Assignment: Whenever a line contains the string "referrers", copy it out of the entries.

(Saved data entries)
══════════════════════════════

//! # Naming and Linking
//!
//! Two naming passes and one linking pass turn the raw record collections
//! into a navigable graph.
//!
//! **Naming.** With an executable, DWARF field lists replace the dump's
//! pointer-only lists when the two agree (same kind at every dump offset, no
//! extra pointer-bearing DWARF fields); frame and global fields pick up
//! their variable names. Without an executable, everything gets synthetic
//! names. Disagreements are warnings, never fatal: the dump's own field
//! list is the ground truth and is kept.
//!
//! **Linking.** Order matters: sort objects and build the address index,
//! chain frames into call stacks, bind goroutines to their top frames,
//! then realize edges for frames, data segments, other roots, and queued
//! finalizers. Object edges are never stored; they are produced lazily by
//! [`crate::ObjScanner`].

use std::collections::HashMap;
use std::path::Path;

use tracing::{debug, warn};

use crate::dump::{Dump, Edge};
use crate::dwarf::{self, DebugInfo};
use crate::error::{DumpError, Result};
use crate::record::Field;

/// Name types, frame fields, and global fields from the executable's DWARF
/// info. Falls back to the dump's data wherever DWARF disagrees or is silent.
pub(crate) fn name_with_dwarf(d: &mut Dump, exe: &Path) -> Result<()>
{
    let info = dwarf::load_debug_info(exe, d)?;

    name_types(d, &info);

    // Frame naming needs the call chains, which the linker will rebuild
    // later; both constructions are idempotent.
    chain_frames(d);
    bind_goroutines_to_frames(d)?;
    name_frame_fields(d, &info);
    name_global_fields(d, &info);
    Ok(())
}

fn name_types(d: &mut Dump, info: &DebugInfo)
{
    for t in &mut d.types {
        let Some(dt) = info.types.by_name(&t.name) else {
            // Unexported runtime types routinely have no DWARF entry.
            debug!(name = %t.name, "type has no DWARF info");
            continue;
        };
        let df = info.types.fields(dt);

        // The dump's list is the root truth but only covers pointer-bearing
        // offsets and carries no names. Adopt the DWARF list only when it is
        // consistent: every dump field matches in kind and offset, and DWARF
        // adds nothing pointer-bearing beyond them.
        let mut layout: HashMap<u64, &Field> = df.iter().map(|f| (f.offset, f)).collect();
        let mut consistent = true;
        for f in &t.fields {
            match layout.remove(&f.offset) {
                Some(dwarf_field) if dwarf_field.kind == f.kind => {}
                Some(dwarf_field) => {
                    warn!(
                        name = %t.name,
                        offset = f.offset,
                        dump_kind = ?f.kind,
                        dwarf_kind = ?dwarf_field.kind,
                        "dwarf field kind doesn't match dump kind"
                    );
                    consistent = false;
                }
                None => {
                    warn!(name = %t.name, offset = f.offset, "dump field missing from dwarf layout");
                    consistent = false;
                }
            }
        }
        for f in layout.values() {
            if f.kind.is_pointerish() {
                warn!(name = %t.name, field = %f.name, offset = f.offset, "dwarf type has additional pointer field");
                consistent = false;
            }
        }

        if consistent {
            t.fields = df.to_vec();
        } else {
            warn!(name = %t.name, "inconsistent type; keeping dump field list");
        }
    }
}

fn name_frame_fields(d: &mut Dump, info: &DebugInfo)
{
    for gi in 0..d.goroutines.len() {
        let mut child: Option<usize> = None;
        let mut cur = d.goroutines[gi].bos;
        while let Some(fi) = cur {
            let frame_len = d.frames[fi].data.len() as u64;
            let fname = d.frames[fi].name.clone();
            let child_name = child.map(|c| d.frames[c].name.clone());
            for f in &mut d.frames[fi].fields {
                let mut name = info
                    .symbols
                    .locals
                    .get(&(fname.clone(), frame_len.wrapping_sub(f.offset)))
                    .cloned();
                if name.is_none() {
                    // Unnamed slots at the bottom of a frame are usually the
                    // outgoing arguments of the call the child frame is in.
                    if let Some(cn) = &child_name {
                        name = info
                            .symbols
                            .args
                            .get(&(cn.clone(), f.offset))
                            .map(|n| format!("outarg.{n}"));
                    }
                }
                f.name = name.unwrap_or_else(|| format!("~{}", f.offset));
            }
            child = Some(fi);
            cur = d.frames[fi].parent;
        }
    }
}

fn name_global_fields(d: &mut Dump, info: &DebugInfo)
{
    for seg in [d.data.as_mut(), d.bss.as_mut()].into_iter().flatten() {
        for f in &mut seg.fields {
            let addr = seg.addr + f.offset;
            let Some((a, gf)) = info.symbols.globals.lookup(addr) else {
                continue;
            };
            let mut name = gf.name.clone();
            if a != addr {
                // resolved into the middle of a named variable
                name = format!("{name}:{}", addr - a);
            }
            f.kind = gf.kind;
            f.name = name;
        }
    }
}

/// Generic names when no executable is available: `field<i>` on types,
/// `var<i>` on frames, `data<i>`/`bss<i>` on the globals segments.
pub(crate) fn name_fallback(d: &mut Dump)
{
    for t in &mut d.types {
        for (i, f) in t.fields.iter_mut().enumerate() {
            f.name = format!("field{i}");
        }
    }
    for frame in &mut d.frames {
        for (i, f) in frame.fields.iter_mut().enumerate() {
            f.name = format!("var{i}");
        }
    }
    if let Some(data) = &mut d.data {
        for (i, f) in data.fields.iter_mut().enumerate() {
            f.name = format!("data{i}");
        }
    }
    if let Some(bss) = &mut d.bss {
        for (i, f) in bss.fields.iter_mut().enumerate() {
            f.name = format!("bss{i}");
        }
    }
}

/// Connect everything: object index, frame chains, goroutines, and realized
/// root edges. Re-running on an already linked dump produces the same state.
pub(crate) fn link(d: &mut Dump) -> Result<()>
{
    d.build_index();

    chain_frames(d);
    bind_goroutines_to_frames(d)?;

    // goroutine context objects
    for gi in 0..d.goroutines.len() {
        let ctxt = d.find_obj(d.goroutines[gi].ctxt_addr);
        d.goroutines[gi].ctxt = ctxt;
    }

    // frame edges
    for fi in 0..d.frames.len() {
        let data = std::mem::take(&mut d.frames[fi].data);
        let fields = std::mem::take(&mut d.frames[fi].fields);
        let mut edges = Vec::new();
        emit_edges(d, &data, &fields, &mut edges);
        let frame = &mut d.frames[fi];
        frame.data = data;
        frame.fields = fields;
        frame.edges = edges;
    }

    // data/bss edges
    link_segment(d, true);
    link_segment(d, false);

    // other roots
    for ri in 0..d.other_roots.len() {
        let to_addr = d.other_roots[ri].to_addr;
        let x = d.find_obj(to_addr);
        d.other_roots[ri].edge = (!x.is_nil()).then(|| Edge {
            to: x,
            from_offset: 0,
            to_offset: to_addr - d.addr(x),
            field_name: String::new(),
        });
    }

    // queued finalizers own edges to whatever of their four pointers still
    // lands in the heap
    for qi in 0..d.qfinalizers.len() {
        let q = &d.qfinalizers[qi];
        let addrs = [q.obj, q.fn_addr, q.fint, q.ot];
        let mut edges = Vec::new();
        for addr in addrs {
            let x = d.find_obj(addr);
            if !x.is_nil() {
                edges.push(Edge {
                    to: x,
                    from_offset: 0,
                    to_offset: addr - d.addr(x),
                    field_name: String::new(),
                });
            }
        }
        d.qfinalizers[qi].edges = edges;
    }

    debug!(objects = d.num_objects(), frames = d.frames.len(), "linked dump");
    Ok(())
}

fn link_segment(d: &mut Dump, is_data: bool)
{
    let seg = if is_data { d.data.take() } else { d.bss.take() };
    let Some(mut seg) = seg else { return };
    let mut edges = Vec::new();
    emit_edges(d, &seg.data, &seg.fields, &mut edges);
    seg.edges = edges;
    if is_data {
        d.data = Some(seg);
    } else {
        d.bss = Some(seg);
    }
}

/// Frames are keyed by (stack pointer, depth); zero-sized frames make the
/// depth necessary for uniqueness. Parents are found through the recorded
/// child pointer one depth up.
fn chain_frames(d: &mut Dump)
{
    let index: HashMap<(u64, u64), usize> = d
        .frames
        .iter()
        .enumerate()
        .map(|(i, f)| ((f.addr, f.depth), i))
        .collect();

    for fi in 0..d.frames.len() {
        let f = &d.frames[fi];
        if f.depth == 0 {
            continue;
        }
        match index.get(&(f.child_addr, f.depth - 1)) {
            Some(&child) => d.frames[child].parent = Some(fi),
            None => warn!(
                "frame {} (depth {}) has no child frame at sp 0x{:x}",
                f.name, f.depth, f.child_addr
            ),
        }
    }
}

/// Attach each goroutine to its top-of-stack frame and mark every frame on
/// the chain with its owner. A goroutine without its top frame is fatal; the
/// dump is missing part of a stack.
fn bind_goroutines_to_frames(d: &mut Dump) -> Result<()>
{
    let index: HashMap<(u64, u64), usize> = d
        .frames
        .iter()
        .enumerate()
        .map(|(i, f)| ((f.addr, f.depth), i))
        .collect();

    for gi in 0..d.goroutines.len() {
        let g = &d.goroutines[gi];
        let Some(&bos) = index.get(&(g.bos_addr, 0)) else {
            return Err(DumpError::MissingTopFrame {
                addr: g.addr,
                sp: g.bos_addr,
            });
        };
        d.goroutines[gi].bos = Some(bos);
        let mut cur = Some(bos);
        while let Some(fi) = cur {
            d.frames[fi].goroutine = Some(gi);
            cur = d.frames[fi].parent;
        }
    }
    Ok(())
}

/// Interpret a field list against a byte buffer, appending an edge for every
/// pointer that lands inside a heap object. Shared by the lazy per-object
/// scanner and the root-linking passes; edges come out in ascending
/// source-offset order because field lists are offset-sorted.
pub(crate) fn emit_edges(d: &Dump, data: &[u8], fields: &[Field], out: &mut Vec<Edge>)
{
    use crate::record::FieldKind;

    for f in fields {
        if f.offset >= data.len() as u64 {
            // truncated frame data can leave fields past the captured bytes
            continue;
        }
        match f.kind {
            FieldKind::Ptr | FieldKind::String | FieldKind::Slice => {
                append_edge(d, data, f.offset, &f.name, out);
            }
            FieldKind::Eface => {
                let Some(taddr) = read_word(d, data, f.offset) else { continue };
                if taddr == 0 {
                    continue;
                }
                match d.type_map.get(&taddr) {
                    Some(&ti) => {
                        if d.types[ti].eface_ptr {
                            append_edge(d, data, f.offset + d.ptr_size, &f.name, out);
                        }
                    }
                    None => {
                        warn!("eface type 0x{taddr:x} not in type table");
                    }
                }
            }
            FieldKind::Iface => {
                let Some(itab) = read_word(d, data, f.offset) else { continue };
                if itab == 0 {
                    continue;
                }
                match d.itab_map.get(&itab) {
                    Some(true) => append_edge(d, data, f.offset + d.ptr_size, &f.name, out),
                    Some(false) => {}
                    None => {
                        warn!("itab 0x{itab:x} not in itab table");
                    }
                }
            }
            _ => {}
        }
    }
}

/// Requires `data[off..]` to be a pointer; adds an edge if it points into an
/// object.
fn append_edge(d: &Dump, data: &[u8], off: u64, field_name: &str, out: &mut Vec<Edge>)
{
    let Some(p) = read_word(d, data, off) else { return };
    let y = d.find_obj(p);
    if !y.is_nil() {
        out.push(Edge {
            to: y,
            from_offset: off,
            to_offset: p - d.addr(y),
            field_name: field_name.to_string(),
        });
    }
}

fn read_word(d: &Dump, data: &[u8], off: u64) -> Option<u64>
{
    let off = off as usize;
    let n = d.ptr_size as usize;
    if off + n > data.len() {
        return None;
    }
    Some(d.read_ptr(&data[off..]))
}
//! # Derived Analyses
//!
//! Read-only analyses built on top of a linked [`crate::Dump`]:
//!
//! - **`referrers`**: the inverse-edge index, answering "who points at this
//!   object" in a representation sized for the common one-referrer case.
//! - **`dominators`**: the immediate-dominator tree over the rooted object
//!   graph, giving retained sizes ("how many bytes would be freed if this
//!   object were cut").
//! - **`histogram`**: objects grouped by full type into count/byte buckets.
//! - **`reachable`**: total bytes reachable from one object.

pub mod dominators;
pub mod histogram;
pub mod reachable;
pub mod referrers;

pub use dominators::DominatorTree;
pub use histogram::{histogram_by_type, HistogramEntry};
pub use reachable::reachable_bytes;
pub use referrers::{ReferrerIndex, ReferrerSource};
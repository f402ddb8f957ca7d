//! # Dump Record Model
//!
//! Raw record types as they appear in the dump byte stream, plus the field
//! and object kind discriminators shared by the decoder, the DWARF resolver,
//! and the linker.
//!
//! Records are decoded once by [`crate::decode`] and never mutated afterwards
//! except for the naming and linking passes, which fill in field names,
//! parent/owner references, and realized edges.

use crate::dump::{Edge, ObjId};

/// Record tags, in dump wire order.
pub const TAG_EOF: u64 = 0;
pub const TAG_OBJECT: u64 = 1;
pub const TAG_OTHER_ROOT: u64 = 2;
pub const TAG_TYPE: u64 = 3;
pub const TAG_GOROUTINE: u64 = 4;
pub const TAG_STACK_FRAME: u64 = 5;
pub const TAG_PARAMS: u64 = 6;
pub const TAG_FINALIZER: u64 = 7;
pub const TAG_ITAB: u64 = 8;
pub const TAG_OS_THREAD: u64 = 9;
pub const TAG_MEM_STATS: u64 = 10;
pub const TAG_QUEUED_FINALIZER: u64 = 11;
pub const TAG_DATA: u64 = 12;
pub const TAG_BSS: u64 = 13;
pub const TAG_DEFER: u64 = 14;
pub const TAG_PANIC: u64 = 15;

/// What kind of value lives at a particular offset within an object.
///
/// The first six kinds can carry pointers and drive edge emission; the
/// numeric kinds exist so the full layout of an object can be rendered.
/// `Bytes8`/`Bytes16` are synthetic raw-data kinds used for allocations
/// without type information.
#[derive(Debug, Clone, Copy, PartialEq, Eq, Hash)]
pub enum FieldKind
{
    Ptr,
    String,
    Slice,
    Iface,
    Eface,
    Bool,
    UInt8,
    SInt8,
    UInt16,
    SInt16,
    UInt32,
    SInt32,
    UInt64,
    SInt64,
    Float32,
    Float64,
    Complex64,
    Complex128,
    Bytes8,
    Bytes16,
}

impl FieldKind
{
    /// Decode a wire value. Zero is the end-of-fields sentinel and is handled
    /// by the field-list reader, so it is not a valid kind here.
    pub fn from_wire(v: u64) -> Option<FieldKind>
    {
        Some(match v {
            1 => FieldKind::Ptr,
            2 => FieldKind::String,
            3 => FieldKind::Slice,
            4 => FieldKind::Iface,
            5 => FieldKind::Eface,
            6 => FieldKind::Bool,
            7 => FieldKind::UInt8,
            8 => FieldKind::SInt8,
            9 => FieldKind::UInt16,
            10 => FieldKind::SInt16,
            11 => FieldKind::UInt32,
            12 => FieldKind::SInt32,
            13 => FieldKind::UInt64,
            14 => FieldKind::SInt64,
            15 => FieldKind::Float32,
            16 => FieldKind::Float64,
            17 => FieldKind::Complex64,
            18 => FieldKind::Complex128,
            19 => FieldKind::Bytes8,
            20 => FieldKind::Bytes16,
            _ => return None,
        })
    }

    /// Whether a field of this kind can produce an outgoing edge.
    pub fn is_pointerish(self) -> bool
    {
        matches!(
            self,
            FieldKind::Ptr | FieldKind::String | FieldKind::Slice | FieldKind::Iface | FieldKind::Eface
        )
    }
}

/// How an object's bytes are interpreted.
#[derive(Debug, Clone, Copy, PartialEq, Eq, Hash)]
pub enum TypeKind
{
    /// Single value of the recorded type.
    Object,
    /// Contiguous repetition of the recorded type.
    Array,
    /// Channel storage: fixed header followed by element slots.
    Chan,
    /// No type information; every aligned word might be a pointer.
    Conservative,
}

impl TypeKind
{
    pub fn from_wire(v: u64) -> Option<TypeKind>
    {
        Some(match v {
            0 => TypeKind::Object,
            1 => TypeKind::Array,
            2 => TypeKind::Chan,
            127 => TypeKind::Conservative,
            _ => return None,
        })
    }

    pub fn wire_value(self) -> u64
    {
        match self {
            TypeKind::Object => 0,
            TypeKind::Array => 1,
            TypeKind::Chan => 2,
            TypeKind::Conservative => 127,
        }
    }
}

/// A location in a container where a value of interest lives.
///
/// The dump only records pointer-bearing fields; DWARF info, when available
/// and consistent, replaces those lists with complete ones including numeric
/// fields and names.
#[derive(Debug, Clone, PartialEq, Eq)]
pub struct Field
{
    pub kind: FieldKind,
    /// Byte offset from the start of the containing object/frame/segment.
    pub offset: u64,
    /// Dotted path name; empty until a naming pass runs.
    pub name: String,
}

impl Field
{
    pub fn new(kind: FieldKind, offset: u64) -> Field
    {
        Field {
            kind,
            offset,
            name: String::new(),
        }
    }

    pub fn named(kind: FieldKind, offset: u64, name: impl Into<String>) -> Field
    {
        Field {
            kind,
            offset,
            name: name.into(),
        }
    }
}

/// Join two dotted-name components, tolerating empty sides.
pub fn join_names(a: &str, b: &str) -> String
{
    if a.is_empty() {
        return b.to_string();
    }
    if b.is_empty() {
        return a.to_string();
    }
    format!("{a}.{b}")
}

/// Declared byte order of the dumped process.
#[derive(Debug, Clone, Copy, PartialEq, Eq)]
pub enum ByteOrder
{
    Little,
    Big,
}

/// A type as recorded in the dump.
///
/// Not necessarily unique by name; unique by address (duplicate records for
/// the same address are discarded during decoding).
#[derive(Debug, Clone)]
pub struct Type
{
    pub addr: u64,
    pub size: u64,
    pub name: String,
    /// Whether an eface whose type word points at this type stores a pointer
    /// in its data word.
    pub eface_ptr: bool,
    /// Ordered by increasing offset.
    pub fields: Vec<Field>,
}

/// A stack frame captured by the dump.
///
/// `parent` and `goroutine` are filled by the linker; they index into the
/// owning [`crate::Dump`]'s frame and goroutine arrays.
#[derive(Debug, Clone)]
pub struct StackFrame
{
    /// Stack pointer (lowest address) of the frame.
    pub addr: u64,
    /// Distance from the top of the stack; the running frame has depth 0.
    pub depth: u64,
    /// Stack pointer of the child (callee) frame.
    pub child_addr: u64,
    /// Live bytes of the frame.
    pub data: Vec<u8>,
    pub entry: u64,
    pub pc: u64,
    pub name: String,
    pub fields: Vec<Field>,
    /// Edges found in this frame's bytes; realized by the linker.
    pub edges: Vec<Edge>,
    pub parent: Option<usize>,
    pub goroutine: Option<usize>,
}

/// A goroutine record.
///
/// `bos` (bottom-of-stack, i.e. the currently running frame) and `ctxt` are
/// resolved by the linker.
#[derive(Debug, Clone)]
pub struct GoRoutine
{
    pub addr: u64,
    pub bos_addr: u64,
    pub goid: u64,
    pub gopc: u64,
    pub status: u64,
    pub is_system: bool,
    pub is_background: bool,
    pub wait_since: u64,
    pub wait_reason: String,
    pub ctxt_addr: u64,
    pub m_addr: u64,
    pub defer_addr: u64,
    pub panic_addr: u64,
    /// Index of the frame at the top of this goroutine's stack.
    pub bos: Option<usize>,
    /// The scheduling context object, if it lives in the heap.
    pub ctxt: ObjId,
}

impl GoRoutine
{
    /// Human-readable scheduling state.
    ///
    /// Dumps are taken with the world stopped, so status 2 (running) never
    /// appears in a well-formed dump; the loader rejects it.
    pub fn status_name(&self) -> &str
    {
        match self.status {
            0 => "idle",
            1 => "runnable",
            3 => "syscall",
            4 => &self.wait_reason,
            5 => "dead",
            _ => "unknown",
        }
    }
}

/// An initialized-data or zero-initialized (bss) segment root.
#[derive(Debug, Clone)]
pub struct Data
{
    pub addr: u64,
    pub data: Vec<u8>,
    pub fields: Vec<Field>,
    pub edges: Vec<Edge>,
}

/// A miscellaneous GC root with a one-line description.
#[derive(Debug, Clone)]
pub struct OtherRoot
{
    pub description: String,
    pub to_addr: u64,
    /// Filled by the linker when `to_addr` resolves to a heap object.
    pub edge: Option<Edge>,
}

/// A registered-but-not-yet-triggered finalizer. The object is still live.
#[derive(Debug, Clone, Copy)]
pub struct Finalizer
{
    pub obj: u64,
    pub fn_addr: u64,
    pub code: u64,
    pub fint: u64,
    pub ot: u64,
}

/// A finalizer that is ready to run; it owns its edges.
#[derive(Debug, Clone)]
pub struct QFinalizer
{
    pub obj: u64,
    pub fn_addr: u64,
    pub code: u64,
    pub fint: u64,
    pub ot: u64,
    pub edges: Vec<Edge>,
}

#[derive(Debug, Clone, Copy)]
pub struct Defer
{
    pub addr: u64,
    pub gp: u64,
    pub argp: u64,
    pub pc: u64,
    pub fn_addr: u64,
    pub code: u64,
    pub link: u64,
}

#[derive(Debug, Clone, Copy)]
pub struct Panic
{
    pub addr: u64,
    pub gp: u64,
    pub typ: u64,
    pub data: u64,
    pub defr: u64,
    pub link: u64,
}

#[derive(Debug, Clone, Copy)]
pub struct OSThread
{
    pub addr: u64,
    pub id: u64,
    pub procid: u64,
}

/// Runtime memory statistics snapshot carried by the dump.
///
/// Field order matches the wire order of the memstats record.
#[derive(Debug, Clone)]
pub struct MemStats
{
    pub alloc: u64,
    pub total_alloc: u64,
    pub sys: u64,
    pub lookups: u64,
    pub mallocs: u64,
    pub frees: u64,
    pub heap_alloc: u64,
    pub heap_sys: u64,
    pub heap_idle: u64,
    pub heap_inuse: u64,
    pub heap_released: u64,
    pub heap_objects: u64,
    pub stack_inuse: u64,
    pub stack_sys: u64,
    pub mspan_inuse: u64,
    pub mspan_sys: u64,
    pub mcache_inuse: u64,
    pub mcache_sys: u64,
    pub buck_hash_sys: u64,
    pub gc_sys: u64,
    pub other_sys: u64,
    pub next_gc: u64,
    pub last_gc: u64,
    pub pause_total_ns: u64,
    pub pause_ns: Box<[u64; 256]>,
    pub num_gc: u32,
}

══════════════════════════════

Solution to the exercise:
//! - **`referrers`**: the inverse-edge index, answering "who points at this
pub mod referrers;
pub use referrers::{ReferrerIndex, ReferrerSource};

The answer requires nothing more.